Sea EDIT!! Below
I am coding a word ladder algorithm. The user enters a start word, an end word and a hash of all the words. The algorithm returns all the shortest paths (multiple if exist) from start word to the end word. Eg -> start_word = 'cold' , end_word = 'warm'
output = [[ cold -> cord-> card-> ward-> warm], [/If another path exists/]].
Every consecutive word from the previous is different by one character. I am using BFS search to solve this problem. My strategy was to return all the paths, and then select the shortest ones from the returned list. This is my code to return all the paths:
auto word_ladder::generate(std::string const& from, std::string const& to, absl::flat_hash_set<std::string> const& lexicon) -> std::vector<std::vector<std::string>> {
absl::flat_hash_set<std::string> visited = {};
std::queue<std::vector<std::string>> search_queue = {};
std::vector<std::vector<std::string>> paths = {};
search_queue.push(std::vector<std::string>{from});
while (!search_queue.empty()) {
auto word = search_queue.front();
search_queue.pop();
auto neighbours = generate_neighbours(word.back(), lexicon);
for (auto &i: neighbours) {
auto new_word = word;
new_word.push_back(i);
if (i == to) {
paths.push_back(new_word);
continue;
}
if (visited.find(i) != visited.end()) {
continue;
}
search_queue.push(new_word);
visited.insert(i);
}
}
return paths;
}
It does return multiple paths however the problem is that it doesnt return all the paths. One of the paths it returns is ->
1) awake, aware, sware, share, shire, shirr, shier, sheer, sheep, sleep
however it doesn't return the path -> 2) "awake","aware","sware","share","sharn","shawn","shewn","sheen","sheep","sleep"

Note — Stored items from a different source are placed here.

//! Width-polymorphic arithmetic/bitwise/compare primitives (spec §4.4).
//!
//! Every primitive here takes operands already truncated to `width`,
//! updates the five named flags on `regs` per the rules below, and returns
//! the (width-truncated) result. Bits of FLAGS other than the five named
//! ones are never touched. Arithmetic is modular at the operation width;
//! a 64-bit intermediate is used only to derive carry/overflow/the high
//! half of a product.

use crate::cpu::flags::{parity_of, CARRY, OVERFLOW, PARITY, SIGN, ZERO};
use crate::cpu::register::RegisterState;

#[derive(Copy, Clone, Debug, PartialEq, Eq)]
pub enum Width {
    W8,
    W16,
    W32,
}

impl Width {
    pub fn bits(self) -> u32 {
        match self {
            Width::W8 => 8,
            Width::W16 => 16,
            Width::W32 => 32,
        }
    }

    pub fn mask(self) -> u64 {
        match self {
            Width::W8 => 0xFF,
            Width::W16 => 0xFFFF,
            Width::W32 => 0xFFFF_FFFF,
        }
    }

    fn sign_bit(self) -> u64 {
        1 << (self.bits() - 1)
    }

    fn truncate(self, v: u64) -> u32 {
        (v & self.mask()) as u32
    }
}

fn set_szp(regs: &mut RegisterState, width: Width, result: u32) {
    regs.set_flag(SIGN, u64::from(result) & width.sign_bit() != 0);
    regs.set_flag(ZERO, u64::from(result) & width.mask() == 0);
    regs.set_flag(PARITY, parity_of(result));
}

/// `dst + src`. CARRY reflects unsigned wraparound regardless of `signed`
/// (matching real x86: CF is computed from the unsigned view of the
/// operands independent of how OF/the caller interprets them). OVERFLOW is
/// 0 unless `signed`, per spec §4.4.
pub fn add(regs: &mut RegisterState, width: Width, dst: u32, src: u32, signed: bool) -> u32 {
    let wide = u64::from(dst) + u64::from(src);
    let result = width.truncate(wide);

    regs.set_flag(CARRY, wide & width.mask() != wide);
    set_szp(regs, width, result);

    let overflow = if signed {
        let (d, s, r) = (u64::from(dst), u64::from(src), u64::from(result));
        (r ^ d) & (r ^ s) & width.sign_bit() != 0
    } else {
        false
    };
    regs.set_flag(OVERFLOW, overflow);

    result
}

/// `dst - src`, shared by SUB and CMP. CARRY is 1 iff `dst < src`.
pub fn sub(regs: &mut RegisterState, width: Width, dst: u32, src: u32, signed: bool) -> u32 {
    let wide = u64::from(dst).wrapping_sub(u64::from(src));
    let result = width.truncate(wide);

    regs.set_flag(CARRY, u64::from(dst) < u64::from(src));
    set_szp(regs, width, result);

    let overflow = if signed {
        let (d, s, r) = (u64::from(dst), u64::from(src), u64::from(result));
        (d ^ s) & (d ^ r) & width.sign_bit() != 0
    } else {
        false
    };
    regs.set_flag(OVERFLOW, overflow);

    result
}

/// sets flags as SUB would, discards the numeric result
pub fn cmp(regs: &mut RegisterState, width: Width, dst: u32, src: u32, signed: bool) {
    sub(regs, width, dst, src, signed);
}

fn bitwise(regs: &mut RegisterState, width: Width, result: u32) -> u32 {
    let result = width.truncate(u64::from(result));
    regs.set_flag(CARRY, false);
    regs.set_flag(OVERFLOW, false);
    set_szp(regs, width, result);
    result
}

pub fn and(regs: &mut RegisterState, width: Width, dst: u32, src: u32) -> u32 {
    bitwise(regs, width, dst & src)
}

pub fn or(regs: &mut RegisterState, width: Width, dst: u32, src: u32) -> u32 {
    bitwise(regs, width, dst | src)
}

pub fn xor(regs: &mut RegisterState, width: Width, dst: u32, src: u32) -> u32 {
    bitwise(regs, width, dst ^ src)
}

pub fn not(regs: &mut RegisterState, width: Width, dst: u32) -> u32 {
    bitwise(regs, width, !dst)
}

/// full `2*width`-bit product. Returns `(low, high)`, both already
/// truncated to `width`; the caller places them into the designated
/// accumulator (AX / EAX / EAX:EDX per spec §4.4). CARRY and OVERFLOW are
/// set iff the high half carries meaning (unsigned: high != 0; signed: the
/// product does not fit back into `width` bits); other flags are
/// unchanged.
pub fn mul(regs: &mut RegisterState, width: Width, dst: u32, src: u32, signed: bool) -> (u32, u32) {
    if signed {
        let sign_extend = |v: u32| -> i64 {
            let bits = width.bits();
            let shift = 64 - bits;
            ((v as i64) << shift) >> shift
        };
        let product = sign_extend(dst) * sign_extend(src);
        let low = width.truncate(product as u64);
        let high = width.truncate((product as u64) >> width.bits());

        let fits = product == sign_extend(low);
        regs.set_flag(CARRY, !fits);
        regs.set_flag(OVERFLOW, !fits);
        (low, high)
    } else {
        let product = u64::from(dst) * u64::from(src);
        let low = width.truncate(product);
        let high = width.truncate(product >> width.bits());

        regs.set_flag(CARRY, high != 0);
        regs.set_flag(OVERFLOW, high != 0);
        (low, high)
    }
}

#[cfg(test)]
#[path = "./alu_test.rs"]
mod alu_test;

I am pretty sure the reason is because the way I have coded it, it marks the word "share" as visited the first time it encounters it (in 1) ). Hence it doesn't go through the second path (in 2))
To solve this, I changed my for loop a bit:
for (auto &i: neighbours) {
auto new_word = word;
new_word.push_back(i);
if (i == to) {
paths.push_back(new_word);
continue;
}
for (auto &j: word) {
if (j == i) {
continue;
}
}
search_queue.push(new_word);
}
The idea was to check if the word has been visited in the path that you are keeping track of in the queue, and not globally. However, this solution for some reason gets stuck in a loop somewhere and doesn't terminate (I am assuming due to large dataset?).

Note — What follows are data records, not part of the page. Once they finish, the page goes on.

use super::*;
use std::sync::atomic::AtomicBool;

fn image(kernel: &[u8]) -> Vec<u8> {
    let mut bytes = Vec::new();
    bytes.extend_from_slice(&(kernel.len() as u32).to_le_bytes());
    bytes.extend_from_slice(&0u32.to_le_bytes());
    bytes.extend_from_slice(kernel);
    bytes
}

#[test]
fn boots_at_image_start_and_runs_to_halt() {
    // MOV eax, 7; HLT
    let kernel = [0x30, 0x02, 0x00, 0x07, 0x00, 0x00, 0x00, 0x15];
    let mut machine = Machine::new();
    machine.load_image(&image(&kernel)).unwrap();

    let keep_running = AtomicBool::new(true);
    machine.run(&keep_running, None).unwrap();

    assert!(machine.cpu.halted);
    assert_eq!(7, machine.cpu.regs.read32(crate::cpu::register::RegCode::Eax).unwrap());
}

#[test]
fn max_instructions_stops_a_runaway_loop() {
    // JMP back to IMAGE_START, forever
    let kernel = [0x05, 0x10, 0x00, 0x05, 0x01, 0x00];
    let mut machine = Machine::new();
    machine.load_image(&image(&kernel)).unwrap();

    let keep_running = AtomicBool::new(true);
    machine.run(&keep_running, Some(50)).unwrap();

    assert!(!machine.cpu.halted);
    assert_eq!(50, machine.cpu.instruction_count);
}

#[test]
fn a_fault_propagates_out_of_run() {
    // invalid opcode
    let kernel = [0xFF];
    let mut machine = Machine::new();
    machine.load_image(&image(&kernel)).unwrap();

    let keep_running = AtomicBool::new(true);
    let err = machine.run(&keep_running, None).unwrap_err();
    assert_eq!(crate::fault::Fault::InvalidInstruction(0xFF), err);
}

#[test]
fn dump_regs_reports_the_halt_state() {
    let kernel = [0x15]; // HLT
    let mut machine = Machine::new();
    machine.load_image(&image(&kernel)).unwrap();
    machine.run(&AtomicBool::new(true), None).unwrap();

    let dump = machine.dump_regs();
    assert!(dump.contains("MODE=Kernel"));
    assert!(dump.contains("IP ="));
}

Is there something wrong with my code in the second or it takes too long because of large dataset? How can I better achieve the solution?
EDIT!!!
I am now instead of finding all the paths, finding the length of shortest path and then performing BFS till that depth to get all the paths at that depth.

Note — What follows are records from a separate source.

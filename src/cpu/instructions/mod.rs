//! Per-opcode instruction handlers (spec §4.5-§4.7) and the shared
//! operand-decoding helpers they're built from.

mod arithmetic;
mod bitwise;
mod control;
mod data_movement;
mod load_store;
mod misc;
mod privilege;
mod stack;

use crate::cpu::alu::Width;
use crate::cpu::op::ControlByte;
use crate::cpu::register::{Mode, RegCode, RegisterState};
use crate::cpu::{Cpu, Op};
use crate::fault::Fault;
use crate::memory::FlatMemory;

/// decodes one instruction at the current IP and executes it.
pub fn step(cpu: &mut Cpu, mem: &mut FlatMemory) -> Result<(), Fault> {
    let opcode = cpu.next_u8(mem)?;
    let op = Op::from_u8(opcode)?;

    if op.is_kernel_only() && cpu.regs.mode() == Mode::User {
        return Err(Fault::InsufficientMode(opcode));
    }

    match op {
        Op::Nop => misc::nop(),
        Op::Syscall => privilege::syscall(cpu, mem),
        Op::Sysret => privilege::sysret(cpu),
        Op::Hlt => {
            privilege::hlt(cpu);
            Ok(())
        }
        Op::Uret => privilege::uret(cpu, mem),
        Op::SetSyscall => privilege::set_syscall(cpu, mem),

        Op::Call => {
            let ctl = ControlByte::decode(cpu.next_u8(mem)?);
            control::call(cpu, mem, ctl)
        }
        Op::Ret => control::ret(cpu),
        Op::Jmp => {
            let ctl = ControlByte::decode(cpu.next_u8(mem)?);
            control::jmp(cpu, mem, ctl)
        }
        Op::Jz | Op::Jc | Op::Jo | Op::Js | Op::Jp => {
            let ctl = ControlByte::decode(cpu.next_u8(mem)?);
            control::jcc(cpu, mem, op, ctl)
        }

        Op::Mov => {
            let ctl = ControlByte::decode(cpu.next_u8(mem)?);
            data_movement::mov(cpu, mem, ctl.mod_)
        }
        Op::Lb => {
            let ctl = ControlByte::decode(cpu.next_u8(mem)?);
            load_store::lb(cpu, mem, ctl)
        }
        Op::Sb => {
            let ctl = ControlByte::decode(cpu.next_u8(mem)?);
            load_store::sb(cpu, mem, ctl)
        }
        Op::Push => {
            let ctl = ControlByte::decode(cpu.next_u8(mem)?);
            stack::push(cpu, mem, ctl.mod_)
        }
        Op::Pop => {
            let ctl = ControlByte::decode(cpu.next_u8(mem)?);
            stack::pop(cpu, mem, ctl.mod_)
        }

        Op::Cmp => {
            let ctl = ControlByte::decode(cpu.next_u8(mem)?);
            arithmetic::cmp(cpu, mem, ctl)
        }
        Op::Add => {
            let ctl = ControlByte::decode(cpu.next_u8(mem)?);
            arithmetic::add(cpu, mem, ctl)
        }
        Op::Sub => {
            let ctl = ControlByte::decode(cpu.next_u8(mem)?);
            arithmetic::sub(cpu, mem, ctl)
        }
        Op::Mul => {
            let ctl = ControlByte::decode(cpu.next_u8(mem)?);
            arithmetic::mul(cpu, mem, ctl)
        }

        Op::And => {
            let ctl = ControlByte::decode(cpu.next_u8(mem)?);
            bitwise::and(cpu, mem, ctl.mod_)
        }
        Op::Or => {
            let ctl = ControlByte::decode(cpu.next_u8(mem)?);
            bitwise::or(cpu, mem, ctl.mod_)
        }
        Op::Xor => {
            let ctl = ControlByte::decode(cpu.next_u8(mem)?);
            bitwise::xor(cpu, mem, ctl.mod_)
        }
        Op::Not => {
            let ctl = ControlByte::decode(cpu.next_u8(mem)?);
            bitwise::not(cpu, mem, ctl.mod_)
        }
    }
}

/// one decoded `dest, src` pair for the binary-operand family shared by MOV
/// and the binary ALU ops (spec §4.5 "Data-movement binary"): MOD 0-2 select
/// `reg, imm` at width 8/16/32, MOD 3-5 select `reg, reg` at the same widths.
pub(super) struct BinaryOperands {
    pub dest: RegCode,
    pub dest_value: u32,
    pub src_value: u32,
    pub width: Width,
}

pub(super) fn decode_binary(cpu: &mut Cpu, mem: &FlatMemory, op: Op, mod_: u8) -> Result<BinaryOperands, Fault> {
    let (width, reg_src) = match mod_ {
        0 => (Width::W8, false),
        1 => (Width::W16, false),
        2 => (Width::W32, false),
        3 => (Width::W8, true),
        4 => (Width::W16, true),
        5 => (Width::W32, true),
        _ => return Err(Fault::InvalidMOD(op.code(), mod_)),
    };

    let dest = cpu.next_reg(mem)?;
    let dest_value = read_reg_width(&cpu.regs, width, dest)?;

    let src_value = if reg_src {
        let src = cpu.next_reg(mem)?;
        read_reg_width(&cpu.regs, width, src)?
    } else {
        match width {
            Width::W8 => u32::from(cpu.next_u8(mem)?),
            Width::W16 => u32::from(cpu.next_u16(mem)?),
            Width::W32 => cpu.next_u32(mem)?,
        }
    };

    Ok(BinaryOperands { dest, dest_value, src_value, width })
}

pub(super) fn read_reg_width(regs: &RegisterState, width: Width, r: RegCode) -> Result<u32, Fault> {
    match width {
        Width::W8 => Ok(u32::from(regs.read8(r)?)),
        Width::W16 => Ok(u32::from(regs.read16(r)?)),
        Width::W32 => regs.read32(r),
    }
}

pub(super) fn write_reg_width(regs: &mut RegisterState, width: Width, r: RegCode, val: u32) -> Result<(), Fault> {
    match width {
        Width::W8 => regs.write8(r, val as u8),
        Width::W16 => regs.write16(r, val as u16),
        Width::W32 => regs.write32(r, val),
    }
}

#[cfg(test)]
#[path = "./instructions_test.rs"]
mod instructions_test;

auto word_ladder::generate(std::string const& from, std::string const& to, absl::flat_hash_set<std::string> const& lexicon) -> std::vector<std::vector<std::string>> {
absl::flat_hash_set<std::string> visited = {};
visited.insert(from);
std::queue<std::vector<std::string>> search_queue = {};
std::vector<std::vector<std::string>> paths = {};
search_queue.push(std::vector<std::string>{from});
auto length = find_shortest_path_length(from, to, lexicon);
std::cout << "length is: " << length << "\n";
// auto level = 0;
std::unordered_map<std::string, int> level_track = {};
level_track[from] = 0;
while (!search_queue.empty() ) {
auto word = search_queue.front();
search_queue.pop();
// **
if (level_track[word.back()] <= length) {
auto neighbours = generate_neighbours(word.back(), lexicon);
const auto &parent = word.back();
for (auto &i: neighbours) {
auto new_word = word;
new_word.push_back(i);
if (i == to) {
paths.push_back(new_word);
std::cout << "The level at the path was " << level_track[parent] << "\n";
continue;
}
if (path_crossed(word, i)) {
continue;
}
search_queue.push(new_word);
level_track[i] = level_track[parent] + 1;
}
}
}
return paths;
}
The solution now terminates so definitely the problem earlier was the large number of searches. However my algorithm is still not giving me correct answer as the way I keep track of depth of my nodes (words) is somehow not correct.